FELIPE RAU/ESTADÃO
FELIPE RAU/ESTADÃO

Após queixas, SP terá rodízio de bailes funk

Modelo prevê controle de acesso do público, horário de início e término, além da dispersão, já aplicada, por exemplo, no carnaval 

Felipe Resk, O Estado de S. Paulo

01 Abril 2015 | 19h09

Após várias reclamações de moradores e até registro de confrontos com a Polícia Militar, a Prefeitura de São Paulo e o governo do Estado querem regularizar os chamados “pancadões”, os bailes funk de rua. O modelo pretendido pela gestões Fernando Haddad (PT) e Geraldo Alckmin (PSDB) prevê rodízio entre áreas que recebem os eventos, controle de acesso do público, horário de início e de término, além da dispersão que já foi aplicada, por exemplo, no carnaval. 
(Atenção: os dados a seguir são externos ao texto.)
//! Error types for the Pocket API client.
//!
//! # Design
//! Pocket reports failures through the `X-Error-Code` / `X-Error` response
//! headers rather than the body, so `Service` carries those two values next
//! to the HTTP status. Transport errors from ureq are wrapped unchanged.

use thiserror::Error;

/// Errors returned by `PocketClient` operations.
#[derive(Debug, Error)]
pub enum ApiError {
    /// An item operation was attempted before an access token was set.
    #[error("missing access token")]
    MissingAccessToken,

    /// The HTTP layer failed (connection, TLS, timeout, body read).
    #[error("transport error: {0}")]
    Transport(#[from] ureq::Error),

    /// The service answered with a status other than 200.
    #[error("HTTP {status}: {message}")]
    Service {
        status: u16,
        /// Value of `X-Error-Code`, if present and numeric.
        code: Option<u32>,
        /// Value of `X-Error`, empty if the header was absent.
        message: String,
        body: String,
    },

    /// The response body was not valid in the expected encoding.
    #[error("error parsing http response: {0}")]
    Decode(String),

    /// The request payload could not be serialized.
    #[error("serialization failed: {0}")]
    Serialization(String),
}

impl ApiError {
    /// The service-defined error code, when the failure came from the service.
    pub fn service_code(&self) -> Option<u32> {
        match self {
            ApiError::Service { code, .. } => *code,
            _ => None,
        }
    }

    /// True for 401/403 service responses and for a missing access token.
    pub fn is_auth_error(&self) -> bool {
        matches!(self, ApiError::MissingAccessToken)
            || matches!(self, ApiError::Service { status: 401 | 403, .. })
    }
}

#[cfg(test)]
mod tests {
    use super::*;

    fn service(status: u16, code: Option<u32>) -> ApiError {
        ApiError::Service {
            status,
            code,
            message: "User rejected code.".to_string(),
            body: String::new(),
        }
    }

    #[test]
    fn service_error_displays_status_and_message() {
        assert_eq!(service(403, Some(158)).to_string(), "HTTP 403: User rejected code.");
    }

    #[test]
    fn service_code_only_for_service_errors() {
        assert_eq!(service(403, Some(158)).service_code(), Some(158));
        assert_eq!(ApiError::Decode("x".to_string()).service_code(), None);
    }

    #[test]
    fn auth_errors_are_classified() {
        assert!(ApiError::MissingAccessToken.is_auth_error());
        assert!(service(401, None).is_auth_error());
        assert!(service(403, Some(158)).is_auth_error());
        assert!(!service(500, Some(199)).is_auth_error());
    }
}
“Segue o mesmo modelo da Vila Madalena. O local para o pancadão será previamente definido e dentro do perímetro haverá um cerco da PM e da CET, para que não entre bebida irregular, drogas nem veículos com a música alta”, afirmou o secretário estadual da Segurança Pública, Alexandre de Moraes, que apresentou a proposta nesta quarta-feira, 1º, ao lado da vice-prefeita Nádia Campeão.

Geralmente organizados pelas redes sociais, os pancadões têm sido uma dor de cabeça para vários moradores da capital. Foram mapeados 440 locais em que os eventos acontecem com frequência. Só nos três primeiros meses deste ano, foram registradas 4.465 reclamações - cerca de 50 por dia. Ao todo, 144 pessoas foram presas e 54 adolescentes, apreendidos. Houve também 20 confrontos com a PM. Os custos das operações policiais somam R$ 1,5 milhão.

Os pancadões deverão ser encerrados entre 22 horas e meia-noite, e o público deve ficar limitado em até 7 mil pessoas. A ideia é dividir a capital em 11 áreas, cada uma com, no máximo, dois bailes funk por mês. Nas áreas, vão ser escolhidos campos de futebol, praças ou ruas. “De forma a demorar seis meses para repetir o mesmo lugar”, explicou o secretário municipal de Promoção da Igualdade Racial, Antônio Pinto.